I didn't see it clearly at the time, but when I look back there was a pattern and it wasn't me creating it.
My ex made me seem like it was my fault, I actually went to therapy. I was the monster but forget to tell everyone what he did and acted.
I would be careful OP, his issues aren't for you to support by you changing. Your allowed to get grumpy without suddenly triggering him off to feeling bullied.

Also have a look at when these issues happen, see if there is a pattern or it could be that it's the making up part which is the reason he starts reacting so badly.

Are you begging him to stay, are you cuddling more after the fights as in he's getting more attention?...

Techway · 09/06/2020 22:39

This is useful for anyone who has a pattern of rescuing partners.

EKGEMS · 09/06/2020 23:38

Are you a glutton for punishment?

Haffiana · 10/06/2020 00:00

Yep, I have read the thread, and you are a rescuer. The variant that tries to rescue/save/heal their partner by being reasonable at them.

What is a rescuer? Someone who subsumes or loses their Self for the oh-so-seductive role of being the One Who Understands and Can Help despite their partner's vile behaviour. It makes you feel good - great actually - about yourself. This is the trap that co-dependancy pivots around.

OP, you are losing yourself. Very soon everything you do or say or think or feel will be for him, on his behalf. You secretly think that everyone on this thread doesn't really understand this man, doesn't see how he is struggling to burst forth into goodness. He just needs a little help... You have already invented a huge backstory to explain how his very ordinary cuntishness is the result of his poor, trauma-filled life.

You have converted his cuntishness towards you from being simply utterly unacceptable to being a call for your renewed efforts to Help.

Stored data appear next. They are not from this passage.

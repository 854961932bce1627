use actix_files::Files;
use actix_web::web::Data;
use actix_web::{web, App, HttpResponse, HttpServer};
use crushers_golf::args;
use crushers_golf::controller::booking::{BookingLedger, BookingMap};
use crushers_golf::controller::pages;
use crushers_golf::DemoContext;
use std::sync::Arc;
use tokio::sync::RwLock;

#[actix_web::main]
async fn main() -> Result<(), Box<dyn std::error::Error>> {
    let args = args::args_checks();

    // One generation pass per process; every request reads the same data.
    let ctx = Data::new(DemoContext::new(args.seed, args.users, args.match_limit));
    let bookings: BookingMap = Arc::new(RwLock::new(BookingLedger::new()));

    eprintln!(
        "crushers-golf: seed {}, {} golfers generated, listening on 0.0.0.0:{}",
        args.seed,
        ctx.data.users.len(),
        args.port
    );

    HttpServer::new(move || {
        App::new()
            .app_data(ctx.clone())
            .app_data(Data::new(bookings.clone()))
            .route("/", web::get().to(pages::index))
            .route("/dashboard", web::get().to(pages::dashboard))
            .route("/sessions", web::get().to(pages::sessions))
            .route("/matching", web::get().to(pages::matching))
            .route("/improve", web::get().to(pages::improve))
            .route("/profile", web::get().to(pages::profile))
            .route("/schedule", web::get().to(pages::schedule))
            .route("/schedule/book", web::post().to(pages::schedule_book))
            .route("/schedule/cancel", web::post().to(pages::schedule_cancel))
            .route("/health", web::get().to(HttpResponse::Ok))
            .service(Files::new("/static", "./static")) // Serve the static files
    })
    .bind(("0.0.0.0", args.port))?
    .run()
    .await?;
    Ok(())
}
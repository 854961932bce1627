use crate::controller::context::DemoContext;
use crate::model::PeerMatch;
use crate::utils::{handicap_label, match_score_class};
use crate::view::layout::page_shell;
use maud::{html, Markup};

pub fn render_matching_template(ctx: &DemoContext, matches: &[PeerMatch]) -> Markup {
    let content = html! {
        h2 { "Golfers like you" }
        p class="subtle" {
            "Matched against " (ctx.data.users.len() - 1) " golfers at "
            (ctx.current_user.home_facility) " by handicap, swing speed, build, and shared weaknesses."
        }

        div class="match-grid" {
            @for m in matches {
                div class="match-card" {
                    div class="match-head" {
                        span class="match-name" { (m.user.name) }
                        span class=(format!("match-score {}", match_score_class(m.match_score))) {
                            (m.match_score) "%"
                        }
                    }
                    p class="subtle" {
                        (handicap_label(m.user.handicap)) " \u{b7} "
                        (m.user.handicap) " handicap \u{b7} "
                        (m.user.player_type)
                    }
                    ul class="match-reasons" {
                        @for reason in &m.match_reasons {
                            li { (reason) }
                        }
                    }
                    @if !m.shared_weaknesses.is_empty() {
                        p class="shared" {
                            "Working on: " (m.shared_weaknesses.join(", "))
                        }
                    }
                    p class="journey" { (m.their_journey) }
                }
            }
        }

        @if matches.is_empty() {
            p { "No peers to match against yet." }
        }
    };

    page_shell("Matching", "/matching", content)
}
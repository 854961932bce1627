use actix_web::web::Data;
use actix_web::{test, web, App, HttpResponse};
use crushers_golf::controller::booking::{BookingLedger, BookingMap};
use crushers_golf::controller::pages;
use crushers_golf::DemoContext;
use serde_json::Value;
use std::sync::Arc;
use tokio::sync::RwLock;

macro_rules! demo_app {
    () => {{
        let ctx = Data::new(DemoContext::new(42, 50, 12));
        let bookings: BookingMap = Arc::new(RwLock::new(BookingLedger::new()));
        test::init_service(
            App::new()
                .app_data(ctx.clone())
                .app_data(Data::new(bookings.clone()))
                .route("/", web::get().to(pages::index))
                .route("/dashboard", web::get().to(pages::dashboard))
                .route("/sessions", web::get().to(pages::sessions))
                .route("/matching", web::get().to(pages::matching))
                .route("/improve", web::get().to(pages::improve))
                .route("/profile", web::get().to(pages::profile))
                .route("/schedule", web::get().to(pages::schedule))
                .route("/schedule/book", web::post().to(pages::schedule_book))
                .route("/schedule/cancel", web::post().to(pages::schedule_cancel))
                .route("/health", web::get().to(HttpResponse::Ok)),
        )
        .await
    }};
}

#[actix_web::test]
async fn health_endpoint_responds() {
    let app = demo_app!();
    let resp = test::call_service(&app, test::TestRequest::get().uri("/health").to_request()).await;
    assert!(resp.status().is_success());
}

#[actix_web::test]
async fn landing_page_renders_html() {
    let app = demo_app!();
    let resp = test::call_service(&app, test::TestRequest::get().uri("/").to_request()).await;
    assert!(resp.status().is_success());
    let body = test::read_body(resp).await;
    let html = String::from_utf8_lossy(&body);
    assert!(html.contains("Crushers Golf"));
    assert!(html.contains("simulator bays"));
}

#[actix_web::test]
async fn dashboard_json_returns_the_demo_user() {
    let app = demo_app!();
    let payload: Value = test::call_and_read_body_json(
        &app,
        test::TestRequest::get().uri("/dashboard?json=1").to_request(),
    )
    .await;

    assert_eq!(payload["user"]["id"], "demo-user-001");
    assert_eq!(payload["user"]["handicap"], 18.4);
    assert!(payload["club_stats"].as_array().is_some_and(|a| !a.is_empty()));
    assert!(payload["strokes_gained"]["total"].is_number());
}

#[actix_web::test]
async fn sessions_json_lists_the_demo_users_sessions() {
    let app = demo_app!();
    let payload: Value = test::call_and_read_body_json(
        &app,
        test::TestRequest::get().uri("/sessions?json=1").to_request(),
    )
    .await;

    let sessions = payload.as_array().expect("array of sessions");
    assert!(!sessions.is_empty());
    assert!(sessions.len() <= 20);
}

#[actix_web::test]
async fn matching_json_honors_the_limit_parameter() {
    let app = demo_app!();
    let payload: Value = test::call_and_read_body_json(
        &app,
        test::TestRequest::get()
            .uri("/matching?json=1&limit=5")
            .to_request(),
    )
    .await;

    let matches = payload.as_array().expect("array of matches");
    assert_eq!(matches.len(), 5);
    for m in matches {
        let score = m["match_score"].as_i64().expect("integer score");
        assert!((0..=100).contains(&score));
    }

    let resp = test::call_service(
        &app,
        test::TestRequest::get().uri("/matching?limit=nope").to_request(),
    )
    .await;
    assert_eq!(resp.status(), 400);
}

#[actix_web::test]
async fn improve_json_returns_the_plan() {
    let app = demo_app!();
    let payload: Value = test::call_and_read_body_json(
        &app,
        test::TestRequest::get().uri("/improve?json=1").to_request(),
    )
    .await;

    assert_eq!(payload["user_id"], "demo-user-001");
    let areas = payload["focus_areas"].as_array().expect("focus areas");
    assert_eq!(areas.len(), 3);
}

#[actix_web::test]
async fn profile_json_includes_the_driver_snapshot() {
    let app = demo_app!();
    let payload: Value = test::call_and_read_body_json(
        &app,
        test::TestRequest::get().uri("/profile?json=1").to_request(),
    )
    .await;

    assert_eq!(payload["user"]["id"], "demo-user-001");

    // recompute the driver aggregates from an identically seeded context
    let ctx = DemoContext::new(42, 50, 12);
    let drives: Vec<_> = ctx
        .user_shots
        .iter()
        .filter(|s| s.club == "Driver")
        .collect();
    assert!(!drives.is_empty());
    let expected_carry =
        (drives.iter().map(|s| s.carry).sum::<f64>() / drives.len() as f64).round();
    let expected_best = drives
        .iter()
        .map(|s| s.total_distance)
        .fold(0.0, f64::max)
        .round();

    assert_eq!(payload["driver"]["avg_carry"], expected_carry);
    assert_eq!(payload["driver"]["best_drive"], expected_best);
    let smash = payload["driver"]["avg_smash_factor"]
        .as_f64()
        .expect("smash factor");
    assert!((1.0..=1.6).contains(&smash));
}

#[actix_web::test]
async fn profile_page_renders_driver_highlights() {
    let app = demo_app!();
    let resp = test::call_service(&app, test::TestRequest::get().uri("/profile").to_request()).await;
    assert!(resp.status().is_success());
    let body = test::read_body(resp).await;
    let html = String::from_utf8_lossy(&body);
    assert!(html.contains("Driver highlights"));
    assert!(html.contains("Areas to improve"));
}

#[actix_web::test]
async fn booking_flow_rejects_conflicts_over_http() {
    let app = demo_app!();
    let form: Vec<(&str, &str)> = vec![("bay", "1"), ("date", "2025-06-01"), ("hour", "10")];

    let resp = test::call_service(
        &app,
        test::TestRequest::post()
            .uri("/schedule/book")
            .set_form(&form)
            .to_request(),
    )
    .await;
    assert_eq!(resp.status(), 303);

    let resp = test::call_service(
        &app,
        test::TestRequest::post()
            .uri("/schedule/book")
            .set_form(&form)
            .to_request(),
    )
    .await;
    assert_eq!(resp.status(), 409);

    let resp = test::call_service(
        &app,
        test::TestRequest::post()
            .uri("/schedule/cancel")
            .set_form(&form)
            .to_request(),
    )
    .await;
    assert_eq!(resp.status(), 303);
}

#[actix_web::test]
async fn schedule_rejects_a_malformed_date() {
    let app = demo_app!();
    let resp = test::call_service(
        &app,
        test::TestRequest::get()
            .uri("/schedule?date=junk")
            .to_request(),
    )
    .await;
    assert_eq!(resp.status(), 400);
}
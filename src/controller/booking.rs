use crate::model::BayBooking;
use crate::utils::{facility_hours, is_within_facility_hours};
use ahash::RandomState;
use chrono::{Datelike, NaiveDate};
use std::collections::HashMap;
use std::fmt;
use std::sync::Arc;
use tokio::sync::RwLock;

pub const BAY_COUNT: u8 = 3;

/// Shared handle the web layer holds, same shape as a cache map.
pub type BookingMap = Arc<RwLock<BookingLedger>>;

#[derive(Debug, Clone, PartialEq, Eq)]
pub enum BookingError {
    /// Another booking already holds this (bay, date, hour).
    SlotTaken,
    NotFound,
    NotYourBooking,
    OutsideHours,
    BadBay,
    BadDate,
}

impl fmt::Display for BookingError {
    fn fmt(&self, f: &mut fmt::Formatter<'_>) -> fmt::Result {
        match self {
            BookingError::SlotTaken => write!(f, "that bay and hour is already booked"),
            BookingError::NotFound => write!(f, "no booking exists for that slot"),
            BookingError::NotYourBooking => write!(f, "that booking belongs to another golfer"),
            BookingError::OutsideHours => write!(f, "the facility is closed at that hour"),
            BookingError::BadBay => write!(f, "bay number must be between 1 and {BAY_COUNT}"),
            BookingError::BadDate => write!(f, "date must be YYYY-MM-DD"),
        }
    }
}

impl std::error::Error for BookingError {}

/// In-memory bay bookings keyed by (bay, date, hour), so slot uniqueness is
/// a data-layer guarantee rather than something the UI has to police.
/// Conflicting `book` calls are rejected, never overwritten.
#[derive(Default)]
pub struct BookingLedger {
    slots: HashMap<(u8, String, u8), BayBooking, RandomState>,
    next_seq: u64,
}

impl BookingLedger {
    pub fn new() -> Self {
        Self::default()
    }

    pub fn book(
        &mut self,
        bay: u8,
        date: &str,
        hour: u8,
        user_id: &str,
        user_name: &str,
    ) -> Result<BayBooking, BookingError> {
        if bay == 0 || bay > BAY_COUNT {
            return Err(BookingError::BadBay);
        }
        let day = parse_date(date)?;
        if !is_within_facility_hours(day.weekday(), hour) {
            return Err(BookingError::OutsideHours);
        }

        let key = (bay, date.to_string(), hour);
        if self.slots.contains_key(&key) {
            return Err(BookingError::SlotTaken);
        }

        self.next_seq += 1;
        let booking = BayBooking {
            id: format!("bk-{:06}", self.next_seq),
            bay_number: bay,
            date: date.to_string(),
            hour,
            user_id: user_id.to_string(),
            user_name: user_name.to_string(),
            created_at: chrono::Utc::now().to_rfc3339(),
        };
        self.slots.insert(key, booking.clone());
        Ok(booking)
    }

    /// Cancels the caller's booking at the slot. Someone else's booking
    /// stays put and reports `NotYourBooking`.
    pub fn cancel(
        &mut self,
        bay: u8,
        date: &str,
        hour: u8,
        user_id: &str,
    ) -> Result<BayBooking, BookingError> {
        let key = (bay, date.to_string(), hour);
        match self.slots.get(&key) {
            None => return Err(BookingError::NotFound),
            Some(existing) if existing.user_id != user_id => {
                return Err(BookingError::NotYourBooking);
            }
            Some(_) => {}
        }
        self.slots.remove(&key).ok_or(BookingError::NotFound)
    }

    pub fn booking_at(&self, bay: u8, date: &str, hour: u8) -> Option<&BayBooking> {
        self.slots.get(&(bay, date.to_string(), hour))
    }

    pub fn bookings_for_day(&self, date: &str) -> Vec<&BayBooking> {
        let mut day: Vec<&BayBooking> = self
            .slots
            .values()
            .filter(|b| b.date == date)
            .collect();
        day.sort_by_key(|b| (b.hour, b.bay_number));
        day
    }

    /// Bookable slots remaining on `date`: bays times open hours, minus
    /// whatever is already taken.
    pub fn open_slots(&self, date: &str) -> Result<u32, BookingError> {
        let day = parse_date(date)?;
        let hours = facility_hours(day.weekday());
        let capacity = u32::from(BAY_COUNT) * u32::from(hours.end - hours.start);
        let taken = self.bookings_for_day(date).len() as u32;
        Ok(capacity.saturating_sub(taken))
    }

    pub fn len(&self) -> usize {
        self.slots.len()
    }

    pub fn is_empty(&self) -> bool {
        self.slots.is_empty()
    }
}

fn parse_date(date: &str) -> Result<NaiveDate, BookingError> {
    NaiveDate::parse_from_str(date, "%Y-%m-%d").map_err(|_| BookingError::BadDate)
}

backseatcookers · 10/06/2020 09:47

So I've tried to stop when he warns me. But sometimes I get that wrong and I push him too far.

OP can you see how chillingly similar these words are to women who are victims of domestic violence?

"I wouldn't get so angry if you didn't wind me up"'

Why are you so dead set on a relationship that is so toxic? It doesn't have to be like this.

You are not compatible. At all.

Compatibility doesn't mean getting on when things are all good, anyone can do that to an extent.

Real compatibility means you can work through genuinely difficult times. NOT through regular meltdown arguments between the two of you (this doesn't happen in healthy relationships) but through really tough times in life.

You two can't have healthy open honest conversations about stuff like being messy / phone use... how the fuck do you think you're going to be able to cope when something major happens?